**WORK ORDER:** Retrieve every line from the records in which the word "types" occurs.

─── DATASET ───

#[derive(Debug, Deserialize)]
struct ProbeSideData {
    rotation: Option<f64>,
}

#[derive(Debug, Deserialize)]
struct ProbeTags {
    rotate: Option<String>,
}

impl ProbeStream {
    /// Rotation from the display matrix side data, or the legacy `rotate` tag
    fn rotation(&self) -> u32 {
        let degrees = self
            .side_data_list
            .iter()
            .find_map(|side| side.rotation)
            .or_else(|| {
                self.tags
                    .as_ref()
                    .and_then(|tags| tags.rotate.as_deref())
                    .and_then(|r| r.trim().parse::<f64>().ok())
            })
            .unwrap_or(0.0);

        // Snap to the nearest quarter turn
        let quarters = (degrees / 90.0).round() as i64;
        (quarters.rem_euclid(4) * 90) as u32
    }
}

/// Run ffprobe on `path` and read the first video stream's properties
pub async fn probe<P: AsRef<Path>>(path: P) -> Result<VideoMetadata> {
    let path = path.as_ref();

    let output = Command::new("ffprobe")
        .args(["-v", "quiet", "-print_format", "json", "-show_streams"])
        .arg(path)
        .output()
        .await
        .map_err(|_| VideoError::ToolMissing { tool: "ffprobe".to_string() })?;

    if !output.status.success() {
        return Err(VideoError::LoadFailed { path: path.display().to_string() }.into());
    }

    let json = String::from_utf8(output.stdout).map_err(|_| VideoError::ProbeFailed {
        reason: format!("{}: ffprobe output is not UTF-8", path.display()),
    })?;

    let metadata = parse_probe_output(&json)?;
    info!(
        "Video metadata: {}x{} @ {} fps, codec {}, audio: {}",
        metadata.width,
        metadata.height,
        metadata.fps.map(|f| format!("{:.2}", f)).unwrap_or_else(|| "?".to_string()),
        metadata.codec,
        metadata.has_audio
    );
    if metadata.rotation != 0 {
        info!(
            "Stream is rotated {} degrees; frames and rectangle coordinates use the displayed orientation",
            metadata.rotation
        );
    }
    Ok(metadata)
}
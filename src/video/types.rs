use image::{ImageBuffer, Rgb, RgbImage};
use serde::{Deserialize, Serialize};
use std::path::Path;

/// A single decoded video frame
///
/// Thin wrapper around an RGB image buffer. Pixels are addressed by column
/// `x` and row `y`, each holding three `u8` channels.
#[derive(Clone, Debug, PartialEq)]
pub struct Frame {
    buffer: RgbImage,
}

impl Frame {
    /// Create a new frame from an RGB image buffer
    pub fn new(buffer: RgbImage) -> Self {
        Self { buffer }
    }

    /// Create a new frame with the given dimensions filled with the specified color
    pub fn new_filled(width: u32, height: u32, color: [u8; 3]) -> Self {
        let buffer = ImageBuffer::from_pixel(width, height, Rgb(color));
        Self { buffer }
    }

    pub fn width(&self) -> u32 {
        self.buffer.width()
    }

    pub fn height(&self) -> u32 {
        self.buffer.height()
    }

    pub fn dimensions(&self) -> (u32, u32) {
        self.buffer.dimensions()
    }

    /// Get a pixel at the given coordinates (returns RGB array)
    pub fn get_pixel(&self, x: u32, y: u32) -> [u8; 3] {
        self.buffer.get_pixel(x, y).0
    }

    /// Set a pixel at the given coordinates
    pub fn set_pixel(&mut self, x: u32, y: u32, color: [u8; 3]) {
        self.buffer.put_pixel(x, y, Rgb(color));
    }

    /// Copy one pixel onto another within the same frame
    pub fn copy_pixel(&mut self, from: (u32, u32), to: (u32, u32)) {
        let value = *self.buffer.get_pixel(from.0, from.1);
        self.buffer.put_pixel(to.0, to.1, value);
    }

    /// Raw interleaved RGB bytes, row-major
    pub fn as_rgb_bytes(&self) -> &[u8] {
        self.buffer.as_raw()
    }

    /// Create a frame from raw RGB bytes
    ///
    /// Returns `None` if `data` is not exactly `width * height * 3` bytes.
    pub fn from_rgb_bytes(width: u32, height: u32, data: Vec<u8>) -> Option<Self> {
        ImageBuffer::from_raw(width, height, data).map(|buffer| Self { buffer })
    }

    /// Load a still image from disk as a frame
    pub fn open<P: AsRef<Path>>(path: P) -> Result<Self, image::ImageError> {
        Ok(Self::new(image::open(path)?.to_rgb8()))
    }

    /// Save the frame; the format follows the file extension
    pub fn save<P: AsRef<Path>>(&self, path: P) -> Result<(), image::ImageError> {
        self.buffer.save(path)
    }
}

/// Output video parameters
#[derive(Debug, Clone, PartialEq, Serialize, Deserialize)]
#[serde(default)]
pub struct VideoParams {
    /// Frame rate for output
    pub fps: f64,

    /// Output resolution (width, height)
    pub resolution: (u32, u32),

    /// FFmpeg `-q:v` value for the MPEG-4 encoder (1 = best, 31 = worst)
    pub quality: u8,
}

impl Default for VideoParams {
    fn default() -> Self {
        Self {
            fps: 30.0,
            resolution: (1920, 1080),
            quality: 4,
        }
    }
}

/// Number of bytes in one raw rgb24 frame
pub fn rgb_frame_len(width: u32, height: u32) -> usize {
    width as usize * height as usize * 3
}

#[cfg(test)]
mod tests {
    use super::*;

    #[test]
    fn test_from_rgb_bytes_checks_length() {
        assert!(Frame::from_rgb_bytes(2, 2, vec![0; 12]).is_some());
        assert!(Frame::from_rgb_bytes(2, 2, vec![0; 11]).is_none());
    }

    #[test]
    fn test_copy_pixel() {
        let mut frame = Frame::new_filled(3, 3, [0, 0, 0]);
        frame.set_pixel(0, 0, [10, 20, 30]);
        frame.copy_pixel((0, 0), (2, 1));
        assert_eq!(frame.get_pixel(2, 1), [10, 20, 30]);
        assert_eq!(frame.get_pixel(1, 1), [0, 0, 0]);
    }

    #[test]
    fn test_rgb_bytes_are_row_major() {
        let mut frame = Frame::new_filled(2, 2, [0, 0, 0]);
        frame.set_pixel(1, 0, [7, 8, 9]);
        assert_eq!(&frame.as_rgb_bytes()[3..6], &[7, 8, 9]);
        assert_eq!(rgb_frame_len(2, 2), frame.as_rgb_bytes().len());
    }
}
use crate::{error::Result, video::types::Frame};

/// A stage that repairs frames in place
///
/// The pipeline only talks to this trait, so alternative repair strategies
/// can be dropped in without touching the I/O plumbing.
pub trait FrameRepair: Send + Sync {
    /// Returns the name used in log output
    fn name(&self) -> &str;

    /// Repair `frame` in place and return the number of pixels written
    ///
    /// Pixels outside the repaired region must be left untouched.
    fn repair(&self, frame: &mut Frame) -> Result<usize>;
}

───
─── DATASET ───

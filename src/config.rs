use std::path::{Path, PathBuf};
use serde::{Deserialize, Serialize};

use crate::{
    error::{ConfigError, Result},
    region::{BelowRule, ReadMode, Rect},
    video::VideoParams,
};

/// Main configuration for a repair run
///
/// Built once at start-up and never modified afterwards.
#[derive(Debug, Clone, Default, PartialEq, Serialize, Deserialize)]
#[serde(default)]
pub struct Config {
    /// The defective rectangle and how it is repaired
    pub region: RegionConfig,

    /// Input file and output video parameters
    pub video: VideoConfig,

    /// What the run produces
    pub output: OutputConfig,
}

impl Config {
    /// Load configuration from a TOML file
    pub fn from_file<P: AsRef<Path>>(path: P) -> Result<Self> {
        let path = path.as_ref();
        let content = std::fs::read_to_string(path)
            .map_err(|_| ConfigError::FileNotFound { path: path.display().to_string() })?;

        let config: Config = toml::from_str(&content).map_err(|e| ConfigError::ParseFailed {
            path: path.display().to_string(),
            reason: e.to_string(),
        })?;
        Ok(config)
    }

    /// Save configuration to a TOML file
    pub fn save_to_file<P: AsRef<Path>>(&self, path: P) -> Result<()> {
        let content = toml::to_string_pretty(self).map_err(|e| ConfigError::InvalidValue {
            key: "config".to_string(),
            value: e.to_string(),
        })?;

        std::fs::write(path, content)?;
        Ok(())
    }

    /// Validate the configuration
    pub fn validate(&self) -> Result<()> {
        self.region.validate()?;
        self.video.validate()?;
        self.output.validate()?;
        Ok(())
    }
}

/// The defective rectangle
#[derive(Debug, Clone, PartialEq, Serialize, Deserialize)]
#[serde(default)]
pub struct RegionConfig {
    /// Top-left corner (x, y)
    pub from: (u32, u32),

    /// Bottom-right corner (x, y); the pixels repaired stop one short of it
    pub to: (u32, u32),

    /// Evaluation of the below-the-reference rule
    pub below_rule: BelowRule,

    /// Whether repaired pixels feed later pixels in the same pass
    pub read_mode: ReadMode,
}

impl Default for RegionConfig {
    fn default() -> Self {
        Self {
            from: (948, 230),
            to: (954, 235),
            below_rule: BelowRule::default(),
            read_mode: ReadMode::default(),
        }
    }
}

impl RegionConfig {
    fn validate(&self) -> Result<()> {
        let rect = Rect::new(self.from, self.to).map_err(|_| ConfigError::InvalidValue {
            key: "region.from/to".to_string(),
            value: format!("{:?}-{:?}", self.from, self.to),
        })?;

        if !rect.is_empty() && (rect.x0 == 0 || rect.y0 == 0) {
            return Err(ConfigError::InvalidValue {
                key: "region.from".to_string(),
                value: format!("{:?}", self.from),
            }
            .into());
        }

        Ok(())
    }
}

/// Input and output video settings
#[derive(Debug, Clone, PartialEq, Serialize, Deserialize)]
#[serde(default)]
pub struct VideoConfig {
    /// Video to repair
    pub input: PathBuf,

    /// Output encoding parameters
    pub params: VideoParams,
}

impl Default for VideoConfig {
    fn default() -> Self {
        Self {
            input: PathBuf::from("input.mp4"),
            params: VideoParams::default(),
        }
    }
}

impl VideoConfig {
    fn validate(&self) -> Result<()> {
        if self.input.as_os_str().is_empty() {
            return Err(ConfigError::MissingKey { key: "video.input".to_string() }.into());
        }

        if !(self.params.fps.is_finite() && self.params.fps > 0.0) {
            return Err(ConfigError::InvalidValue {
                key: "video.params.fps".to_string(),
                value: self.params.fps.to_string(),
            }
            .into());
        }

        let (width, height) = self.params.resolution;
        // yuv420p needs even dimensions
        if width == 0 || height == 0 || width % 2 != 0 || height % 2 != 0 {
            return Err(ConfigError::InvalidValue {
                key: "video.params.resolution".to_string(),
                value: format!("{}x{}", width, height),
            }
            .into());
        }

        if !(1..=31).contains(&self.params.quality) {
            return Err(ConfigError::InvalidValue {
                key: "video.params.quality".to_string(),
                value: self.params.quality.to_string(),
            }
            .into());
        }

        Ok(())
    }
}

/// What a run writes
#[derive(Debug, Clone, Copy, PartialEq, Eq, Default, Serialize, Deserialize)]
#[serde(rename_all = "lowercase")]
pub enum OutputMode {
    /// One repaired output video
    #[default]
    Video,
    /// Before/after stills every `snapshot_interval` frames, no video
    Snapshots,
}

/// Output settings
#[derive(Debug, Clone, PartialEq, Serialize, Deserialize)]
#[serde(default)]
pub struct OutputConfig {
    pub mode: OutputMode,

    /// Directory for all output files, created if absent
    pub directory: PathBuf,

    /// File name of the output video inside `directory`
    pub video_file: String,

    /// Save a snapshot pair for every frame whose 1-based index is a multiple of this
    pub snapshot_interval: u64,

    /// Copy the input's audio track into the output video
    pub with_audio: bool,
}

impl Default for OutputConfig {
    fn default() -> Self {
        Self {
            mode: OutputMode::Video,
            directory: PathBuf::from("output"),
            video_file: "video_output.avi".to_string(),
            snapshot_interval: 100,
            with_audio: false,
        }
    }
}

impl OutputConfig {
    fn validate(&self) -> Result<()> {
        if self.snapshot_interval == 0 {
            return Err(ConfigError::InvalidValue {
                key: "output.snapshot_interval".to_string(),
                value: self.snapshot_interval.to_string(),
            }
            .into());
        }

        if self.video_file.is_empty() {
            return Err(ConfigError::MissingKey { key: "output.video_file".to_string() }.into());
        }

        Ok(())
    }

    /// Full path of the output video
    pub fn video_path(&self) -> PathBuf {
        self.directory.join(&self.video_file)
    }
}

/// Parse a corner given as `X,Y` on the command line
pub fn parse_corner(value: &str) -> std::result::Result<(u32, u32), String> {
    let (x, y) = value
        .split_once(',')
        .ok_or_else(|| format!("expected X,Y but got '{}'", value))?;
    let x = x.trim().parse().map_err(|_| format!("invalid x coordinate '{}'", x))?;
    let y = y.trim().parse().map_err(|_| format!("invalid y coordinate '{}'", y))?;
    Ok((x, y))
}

───

**RESPONSE AREA:**
filename src/video/types.rs
use crate::{error::Result, video::types::Frame};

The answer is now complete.